I have also tested it with Oracle Java 1.8.0_40.
from jpmml-converter.
The error however has changed to:
Exception in thread "main" java.lang.StackOverflowError
at sun.misc.FDBigInteger.leftShift(FDBigInteger.java:511)
at sun.misc.FDBigInteger.valueOfMulPow52(FDBigInteger.java:324)
at sun.misc.FloatingDecimal$BinaryToASCIIBuffer.dtoa(FloatingDecimal.java:714)
at sun.misc.FloatingDecimal$BinaryToASCIIBuffer.access$100(FloatingDecimal.java:259)
at sun.misc.FloatingDecimal.getBinaryToASCIIConverter(FloatingDecimal.java:1785)
at sun.misc.FloatingDecimal.getBinaryToASCIIConverter(FloatingDecimal.java:1738)
at sun.misc.FloatingDecimal.toJavaFormatString(FloatingDecimal.java:70)
at java.lang.Double.toString(Double.java:204)

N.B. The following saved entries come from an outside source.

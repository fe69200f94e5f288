//! In-memory collaborators shared by the integration tests.

#![allow(dead_code)]

use std::collections::{BTreeMap, HashMap, HashSet};
use std::sync::atomic::{AtomicUsize, Ordering};
use std::sync::{Arc, Mutex};
use std::time::Duration;

use async_trait::async_trait;

use baseliner_core::config::{self, Environment, FileConfig, Overrides};
use baseliner_core::host::{FileCommit, HostError, HostProject, ListOptions, RepositoryHost};
use baseliner_core::secrets::{CredentialError, CredentialProvider};
use baseliner_core::types::{
    ProjectId, ProjectName, SecretBundle, VariableKind, VariableRecord,
};
use baseliner_core::Settings;
use baseliner_sync::{CancelReason, Shutdown};

// ---------------------------------------------------------------------------
// Settings
// ---------------------------------------------------------------------------

pub fn settings_with(extra_yaml: &str, workers: usize) -> Settings {
    let yaml = format!(
        r##"
cluster_name: prod-cluster
zone:
  development:
    gitlab_namespace: platform/stg
    vault_addr: https://vault.stg.internal
    secret_path: mor/stg/gitlab
gitlab-ci-content: "stages: [build]\n"
gitlab-readme-content: "# {{{{ project_name }}}}\n"
{extra_yaml}
"##
    );
    let file: FileConfig = serde_yaml::from_str(&yaml).expect("fixture yaml");
    let env = Environment::from_lookup(|key| match key {
        "vault_token" => Some("s.test".into()),
        "gitlab_url" => Some("https://gitlab.example.com".into()),
        _ => None,
    });
    let overrides = Overrides {
        workers: Some(workers),
        ..Default::default()
    };
    config::resolve(file, &overrides, &env).expect("resolve")
}

pub fn settings(workers: usize) -> Settings {
    settings_with("", workers)
}

// ---------------------------------------------------------------------------
// FakeProvider
// ---------------------------------------------------------------------------

pub struct FakeProvider {
    result: Mutex<Option<Result<SecretBundle, CredentialError>>>,
    pub calls: AtomicUsize,
}

impl FakeProvider {
    pub fn with_token(token: &str) -> Self {
        let values = BTreeMap::from([("token".to_string(), serde_json::json!(token))]);
        Self::returning(Ok(SecretBundle::new(values)))
    }

    pub fn returning(result: Result<SecretBundle, CredentialError>) -> Self {
        Self {
            result: Mutex::new(Some(result)),
            calls: AtomicUsize::new(0),
        }
    }
}

#[async_trait]
impl CredentialProvider for FakeProvider {
    async fn retrieve(&self) -> Result<SecretBundle, CredentialError> {
        self.calls.fetch_add(1, Ordering::SeqCst);
        self.result
            .lock()
            .unwrap()
            .take()
            .unwrap_or_else(|| Err(CredentialError::Client("retrieved twice".into())))
    }
}

// ---------------------------------------------------------------------------
// FakeHost
// ---------------------------------------------------------------------------

#[derive(Default)]
pub struct HostState {
    pub projects: Vec<HostProject>,
    /// (project id, path) -> (content, last commit message)
    pub files: BTreeMap<(String, String), (String, String)>,
    pub variables: HashMap<String, Vec<VariableRecord>>,

    pub list_error: bool,
    pub fail_exists: HashSet<String>,
    pub fail_list_variables: HashSet<String>,
    /// (project id, key)
    pub fail_update_variable: HashSet<(String, String)>,
    /// Remaining forced failures for file writes, per project id.
    pub failing_writes: HashMap<String, usize>,

    pub list_calls: usize,
    pub exists_calls: Vec<(String, String)>,
    pub writes: Vec<(String, String)>,
    pub variable_updates: Vec<(String, String, String)>,
    pub variable_creates: Vec<(String, String, String)>,
}

/// Cloneable handle over shared state, so a test can inspect it after the run
/// took ownership of the host.
#[derive(Clone, Default)]
pub struct FakeHost {
    pub state: Arc<Mutex<HostState>>,
    pub delay: Duration,
    /// Trip `shutdown` once this many pipeline existence checks have started.
    pub cancel_after: Option<(usize, Shutdown)>,
}

impl FakeHost {
    pub fn with_projects(names: &[(&str, &str)]) -> Self {
        let host = FakeHost::default();
        {
            let mut state = host.state.lock().unwrap();
            for (id, name) in names {
                state.projects.push(HostProject {
                    id: ProjectId::from(*id),
                    name: ProjectName::from(*name),
                    archived: false,
                });
            }
        }
        host
    }

    pub fn set_variables(&self, id: &str, vars: &[(&str, &str, VariableKind)]) {
        let records = vars
            .iter()
            .map(|(key, value, kind)| VariableRecord {
                key: key.to_string(),
                value: value.to_string(),
                kind: *kind,
            })
            .collect();
        self.state.lock().unwrap().variables.insert(id.to_string(), records);
    }

    pub fn variable(&self, id: &str, key: &str) -> Option<String> {
        self.state
            .lock()
            .unwrap()
            .variables
            .get(id)?
            .iter()
            .find(|v| v.key == key)
            .map(|v| v.value.clone())
    }

    pub fn file(&self, id: &str, path: &str) -> Option<(String, String)> {
        self.state
            .lock()
            .unwrap()
            .files
            .get(&(id.to_string(), path.to_string()))
            .cloned()
    }

    async fn pause(&self) {
        if !self.delay.is_zero() {
            tokio::time::sleep(self.delay).await;
        }
    }

    fn status(method: &'static str, path: &str, status: u16) -> HostError {
        HostError::Status {
            method,
            path: path.to_string(),
            status,
            body: "injected".to_string(),
        }
    }
}

#[async_trait]
impl RepositoryHost for FakeHost {
    async fn list_projects(
        &self,
        _namespace: &str,
        options: ListOptions,
    ) -> Result<Vec<HostProject>, HostError> {
        self.pause().await;
        let mut state = self.state.lock().unwrap();
        state.list_calls += 1;
        if state.list_error {
            return Err(Self::status("GET", "/groups/x/projects", 500));
        }
        Ok(state
            .projects
            .iter()
            .filter(|p| !(options.exclude_archived && p.archived))
            .cloned()
            .collect())
    }

    async fn file_exists(
        &self,
        project: &ProjectId,
        path: &str,
        _branch: &str,
    ) -> Result<bool, HostError> {
        let started = {
            let mut state = self.state.lock().unwrap();
            state.exists_calls.push((project.0.clone(), path.to_string()));
            state
                .exists_calls
                .iter()
                .filter(|(_, p)| p == ".gitlab-ci.yml")
                .count()
        };
        if let Some((limit, shutdown)) = &self.cancel_after {
            if path == ".gitlab-ci.yml" && started >= *limit {
                shutdown.trigger(CancelReason::Requested);
            }
        }
        self.pause().await;
        let state = self.state.lock().unwrap();
        if state.fail_exists.contains(&project.0) {
            return Err(Self::status("GET", path, 500));
        }
        Ok(state.files.contains_key(&(project.0.clone(), path.to_string())))
    }

    async fn create_file(&self, project: &ProjectId, commit: &FileCommit) -> Result<(), HostError> {
        self.write(project, commit, false).await
    }

    async fn update_file(&self, project: &ProjectId, commit: &FileCommit) -> Result<(), HostError> {
        self.write(project, commit, true).await
    }

    async fn list_variables(&self, project: &ProjectId) -> Result<Vec<VariableRecord>, HostError> {
        self.pause().await;
        let state = self.state.lock().unwrap();
        if state.fail_list_variables.contains(&project.0) {
            return Err(Self::status("GET", "variables", 502));
        }
        Ok(state.variables.get(&project.0).cloned().unwrap_or_default())
    }

    async fn create_variable(
        &self,
        project: &ProjectId,
        key: &str,
        value: &str,
    ) -> Result<(), HostError> {
        self.pause().await;
        let mut state = self.state.lock().unwrap();
        state
            .variable_creates
            .push((project.0.clone(), key.to_string(), value.to_string()));
        state
            .variables
            .entry(project.0.clone())
            .or_default()
            .push(VariableRecord {
                key: key.to_string(),
                value: value.to_string(),
                kind: VariableKind::Plain,
            });
        Ok(())
    }

    async fn update_variable(
        &self,
        project: &ProjectId,
        key: &str,
        value: &str,
    ) -> Result<(), HostError> {
        self.pause().await;
        let mut state = self.state.lock().unwrap();
        if state
            .fail_update_variable
            .contains(&(project.0.clone(), key.to_string()))
        {
            return Err(Self::status("PUT", key, 500));
        }
        state
            .variable_updates
            .push((project.0.clone(), key.to_string(), value.to_string()));
        let var = state
            .variables
            .get_mut(&project.0)
            .and_then(|vars| vars.iter_mut().find(|v| v.key == key))
            .ok_or_else(|| Self::status("PUT", key, 404))?;
        var.value = value.to_string();
        Ok(())
    }
}

impl FakeHost {
    async fn write(&self, project: &ProjectId, commit: &FileCommit, update: bool) -> Result<(), HostError> {
        self.pause().await;
        let mut state = self.state.lock().unwrap();
        if let Some(remaining) = state.failing_writes.get_mut(&project.0) {
            if *remaining > 0 {
                *remaining -= 1;
                return Err(Self::status(if update { "PUT" } else { "POST" }, &commit.path, 503));
            }
        }
        let key = (project.0.clone(), commit.path.clone());
        if update != state.files.contains_key(&key) {
            return Err(Self::status(if update { "PUT" } else { "POST" }, &commit.path, 400));
        }
        state.writes.push((project.0.clone(), commit.message.clone()));
        state
            .files
            .insert(key, (commit.content.clone(), commit.message.clone()));
        Ok(())
    }
}
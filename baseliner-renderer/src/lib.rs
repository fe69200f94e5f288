//! # baseliner-renderer
//!
//! Tera-based rendering of the files every repository must carry: the
//! pipeline definition and the README.
//!
//! README templates use tera syntax with snake_case keys
//! (`{{ project_name }}`, `{{ cluster_name }}`, ...). Go-template
//! placeholders such as `{{.ProjectName}}` do not parse and fail
//! [`BaselineRenderer::new`].
//!
//! ## Usage
//!
//! ```rust,no_run
//! use baseliner_core::Baseline;
//! use baseliner_renderer::{BaselineRenderer, ReadmeContext};
//!
//! fn readme_for(baseline: &Baseline, ctx: &ReadmeContext) -> Option<String> {
//!     let renderer = BaselineRenderer::new(baseline).ok()?;
//!     renderer.render_readme(ctx).ok()
//! }
//! ```

pub mod context;
pub mod engine;
pub mod error;

pub use context::ReadmeContext;
pub use engine::BaselineRenderer;
pub use error::RenderError;
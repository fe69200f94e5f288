//! # baseliner-sync
//!
//! Credential acquisition, project enumeration and concurrent reconciliation.
//!
//! Call [`pipeline::run`] for a full run, or [`pipeline::discover`] to stop
//! after listing. Both are cancellable through a [`Shutdown`] handle driven
//! by a [`CancellationController`].

pub mod error;
pub mod lister;
pub mod pipeline;
pub mod pool;
pub mod shutdown;
pub mod steps;
pub mod summary;

pub use error::{ListError, RunError, StepError};
pub use pipeline::{Discovery, RunReport, Termination};
pub use pool::PoolReport;
pub use shutdown::{CancelReason, CancellationController, Shutdown};
pub use steps::{next_variable_value, BaselinePlan, Reconciler};
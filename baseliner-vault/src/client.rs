//! Minimal Vault HTTP API: token lookup, AppRole login, KV v2 read.

use std::collections::BTreeMap;

use async_trait::async_trait;
use reqwest::{Client, Response};
use serde::de::DeserializeOwned;
use serde::Deserialize;
use serde_json::Value;

use baseliner_core::VaultSettings;

use crate::error::VaultError;

const TOKEN_HEADER: &str = "X-Vault-Token";

/// Result of a successful AppRole login.
#[derive(Clone, PartialEq, Eq)]
pub struct LoginAuth {
    pub client_token: String,
    /// Seconds; `0` means the token does not expire.
    pub lease_duration: u64,
}

impl std::fmt::Debug for LoginAuth {
    fn fmt(&self, f: &mut std::fmt::Formatter<'_>) -> std::fmt::Result {
        f.debug_struct("LoginAuth")
            .field("client_token", &"<redacted>")
            .field("lease_duration", &self.lease_duration)
            .finish()
    }
}

/// The calls the credential provider needs from the secret store.
#[async_trait]
pub trait VaultApi: Send + Sync {
    /// Verify that `token` is accepted.
    async fn lookup_self(&self, token: &str) -> Result<(), VaultError>;

    /// `Ok(None)` when the store answers success without an `auth` block.
    async fn app_role_login(
        &self,
        role_id: &str,
        secret_id: &str,
    ) -> Result<Option<LoginAuth>, VaultError>;

    /// Latest version of the KV v2 secret at `path`.
    async fn kv2_read(&self, token: &str, path: &str)
        -> Result<BTreeMap<String, Value>, VaultError>;
}

// ---------------------------------------------------------------------------
// Wire shapes
// ---------------------------------------------------------------------------

#[derive(Deserialize)]
struct LoginResponse {
    auth: Option<AuthBlock>,
}

#[derive(Deserialize)]
struct AuthBlock {
    client_token: String,
    #[serde(default)]
    lease_duration: u64,
}

#[derive(Deserialize)]
struct KvResponse {
    data: Option<KvData>,
}

#[derive(Deserialize)]
struct KvData {
    data: Option<BTreeMap<String, Value>>,
}

// ---------------------------------------------------------------------------
// VaultHttp
// ---------------------------------------------------------------------------

/// reqwest-backed [`VaultApi`].
#[derive(Debug, Clone)]
pub struct VaultHttp {
    client: Client,
    base_url: String,
    kv_mount: String,
    approle_mount: String,
}

impl VaultHttp {
    pub fn new(address: &str, settings: &VaultSettings) -> Result<Self, VaultError> {
        let client = Client::builder()
            .timeout(settings.request_timeout)
            .build()
            .map_err(|e| VaultError::Client(e.to_string()))?;

        Ok(Self {
            client,
            base_url: address.trim_end_matches('/').to_string(),
            kv_mount: trim_slashes(&settings.kv_mount).to_string(),
            approle_mount: trim_slashes(&settings.approle_mount).to_string(),
        })
    }

    fn url(&self, path: &str) -> String {
        format!("{}{path}", self.base_url)
    }
}

fn trim_slashes(s: &str) -> &str {
    s.trim_matches('/')
}

fn transport(path: &str, err: reqwest::Error) -> VaultError {
    VaultError::Transport {
        path: path.to_string(),
        reason: err.to_string(),
    }
}

async fn check(path: &str, response: Response) -> Result<Response, VaultError> {
    let status = response.status();
    if status.is_success() {
        Ok(response)
    } else {
        let body = response.text().await.unwrap_or_default();
        Err(VaultError::Status {
            path: path.to_string(),
            status: status.as_u16(),
            body: body.trim().to_string(),
        })
    }
}

async fn decode<T: DeserializeOwned>(path: &str, response: Response) -> Result<T, VaultError> {
    response.json().await.map_err(|e| VaultError::Decode {
        path: path.to_string(),
        reason: e.to_string(),
    })
}

#[async_trait]
impl VaultApi for VaultHttp {
    async fn lookup_self(&self, token: &str) -> Result<(), VaultError> {
        let path = "/v1/auth/token/lookup-self";
        let response = self
            .client
            .get(self.url(path))
            .header(TOKEN_HEADER, token)
            .send()
            .await
            .map_err(|e| transport(path, e))?;
        check(path, response).await?;
        Ok(())
    }

    async fn app_role_login(
        &self,
        role_id: &str,
        secret_id: &str,
    ) -> Result<Option<LoginAuth>, VaultError> {
        let path = format!("/v1/auth/{}/login", self.approle_mount);
        let body = serde_json::json!({ "role_id": role_id, "secret_id": secret_id });
        let response = self
            .client
            .post(self.url(&path))
            .json(&body)
            .send()
            .await
            .map_err(|e| transport(&path, e))?;
        let response = check(&path, response).await?;
        let login: LoginResponse = decode(&path, response).await?;
        Ok(login.auth.map(|auth| LoginAuth {
            client_token: auth.client_token,
            lease_duration: auth.lease_duration,
        }))
    }

    async fn kv2_read(
        &self,
        token: &str,
        secret_path: &str,
    ) -> Result<BTreeMap<String, Value>, VaultError> {
        let path = format!("/v1/{}/data/{}", self.kv_mount, trim_slashes(secret_path));
        let response = self
            .client
            .get(self.url(&path))
            .header(TOKEN_HEADER, token)
            .send()
            .await
            .map_err(|e| transport(&path, e))?;
        let response = check(&path, response).await?;
        let kv: KvResponse = decode(&path, response).await?;
        Ok(kv.data.and_then(|d| d.data).unwrap_or_default())
    }
}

at org.jpmml.converter.ValueUtil.formatValue(ValueUtil.java:118)
at sklearn.tree.TreeModelUtil.encodeNode(TreeModelUtil.java:81)
at sklearn.tree.TreeModelUtil.encodeNode(TreeModelUtil.java:96)
at sklearn.tree.TreeModelUtil.encodeNode(TreeModelUtil.java:96)
at sklearn.tree.TreeModelUtil.encodeNode(TreeModelUtil.java:96)
at sklearn.tree.TreeModelUtil.encodeNode(TreeModelUtil.java:96)
at sklearn.tree.TreeModelUtil.encodeNode(TreeModelUtil.java:96)
which is the same as
https://github.com/jpmml/sklearn2pmml/issues/4
Which java version should I use?
from jpmml-converter.
You probably can't solve the issue simply by using a different Java version.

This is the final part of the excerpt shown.